L'école doit éduquer au respect, au consensus et prévention des violences, mais il ne doit pas devenir un lieu de transmission de visions culturelles controversées.

Le Ministre de l'Éducation e du mérite Giuseppe Valditara clarifie son position sur le thème deéducation sexuel-affectif dans les écoles, après les controverses qui ont éclaté autour de nouvelle discipline sur le consentement éclairé.

Dans une interview accordée à Il Sussidiario.net, le ministre explique que le débat aurait été altéré par un « mystification »: d'un côté, ceux qui affirment que la réforme nous empêcherait de répondre aux thèmes comme sexualité Et la violence de genre, d'autre part, ceux qui, selon Valditara, voudraient introduire dans l'école des contenus liés à une vision idéologique deidentité personnel.

L'éducation sexuelle est utile : mais elle doit partir de bases scientifiques

L'un des passages centraux de l'entretien concerne le relation entre éducation sexuelle et identité de genre.

En effet, le ministre distingue des parcours basés sur connaissances scientifiques du corps, de sexualité et de le développement des adolescents, et des contenus qui, selon lui, dépasseraient ce cadre et entreraient dans le champ des visions culturelles sur l'identité.

« Si vous dites à un parent qu’il faut introduire l’éducation sexuelle à l’école pour que les jeunes connaissent leur corps, 80 à 90 % des parents y sont favorables » dit le ministre.

Au contraire, selon Valditara, le risque serait que certaines voies présentées comme une éducation sexuelle introduisent une vision de l'identité personnelle qui, selon lui, cela n'aurait pas de base biologique.

Selon Valditara, cette approche pourrait conduire à un « confusion très dangereuse sur son identité » chez les enfants.

Le rôle des familles et le consentement éclairé dans les parcours scolaires

Expliquer le but de la règle du consentement éclairéValditara soutient qu'il s'agit de garantir le rôle des familles.

Le ministre explique : « Empêcher les associations qui, dans le passé, avaient des objectifs clairs d'exploitation et d'endoctrinement de perturber le développement équilibré des enfants en enseignant des soi-disant théories du genre à l'école maternelle et à l'école primaire. En bref : non au lavage de cerveau. »

Selon Valditara, à partir du collège, ce seront les familles, après avoir été informées des cours proposés, qui choisiront la manière d'éduquer leurs enfants.

Les lignes directrices sur l’éducation civique dissipent tous les doutes

Mais alors comment les deux besoins sont-ils compatibles ?l'éducation et le respect d'une part et un bouclier contre la manipulation dans le cadre du consentement éclairé d'autre part ?

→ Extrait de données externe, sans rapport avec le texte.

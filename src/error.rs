//! Pipeline error kinds.
//!
//! Every step builds its own `anyhow` chain with `.context(...)`; the pipeline tags the chain
//! with the step that failed. At the process boundary all kinds end in the same exit code and the
//! message is printed with the full source chain.

use thiserror::Error;

#[derive(Debug, Error)]
pub enum PrepError {
    /// The registry could not resolve or load the named model.
    #[error("model resolution failed")]
    Resolution(#[source] anyhow::Error),

    /// Tracing the encoder into an ONNX graph failed.
    #[error("graph export failed")]
    Export(#[source] anyhow::Error),

    #[error("quantization failed")]
    Quantization(#[source] anyhow::Error),

    /// The quantized graph did not pass structural validation.
    #[error("graph validation failed")]
    Validation(#[source] anyhow::Error),

    #[error("I/O failure")]
    Io(#[source] anyhow::Error),
}

impl PrepError {
    pub fn kind(&self) -> &'static str {
        match self {
            PrepError::Resolution(_) => "resolution",
            PrepError::Export(_) => "export",
            PrepError::Quantization(_) => "quantization",
            PrepError::Validation(_) => "validation",
            PrepError::Io(_) => "io",
        }
    }
}

pub type PrepResult<T> = Result<T, PrepError>;

#[cfg(test)]
mod tests {
    use super::*;
    use anyhow::{anyhow, Context};

    #[test]
    fn test_alternate_display_walks_source_chain() {
        let inner: anyhow::Result<()> = Err(anyhow!("HTTP 404")).context("failed to download config.json");
        let err = PrepError::Resolution(inner.unwrap_err());
        assert_eq!(err.to_string(), "model resolution failed");
        assert_eq!(err.kind(), "resolution");

        // The binary prints the alternate form, which walks the source chain.
        let msg = format!("{:#}", anyhow::Error::from(err));
        assert!(msg.contains("failed to download config.json"));
        assert!(msg.contains("HTTP 404"));
    }
}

Valditara explique : « La loi sur le consentement éclairé fait une exception expresse à tout ce qui est contenu dans les lignes directrices sur l’éducation civique et dans les nouveaux programmes, où, pour la première fois, l’éducation au respect, aux relations correctes et à l’empathie – véritable mesure éducative pour lutter contre les délits contre la personne – devient un objectif d’apprentissage obligatoire.

Immédiatement après, il ajoute, en donnant l'exemple deéducation sexuel: « Ce sont des aspects obligatoires dans les programmes de sciences, du primaire au secondaire, avec différents degrés de profondeur. »

La lutte contre les violences de genre reste un objectif de l'école

Valditara rejette l'idée que sa position pourrait affaiblir les activités scolaires contre les violences faites aux femmes. Dans l'interview, il souligne : « Tout cela n’a rien à voir avec la lutte contre les féminicides ou les violences faites aux femmes ».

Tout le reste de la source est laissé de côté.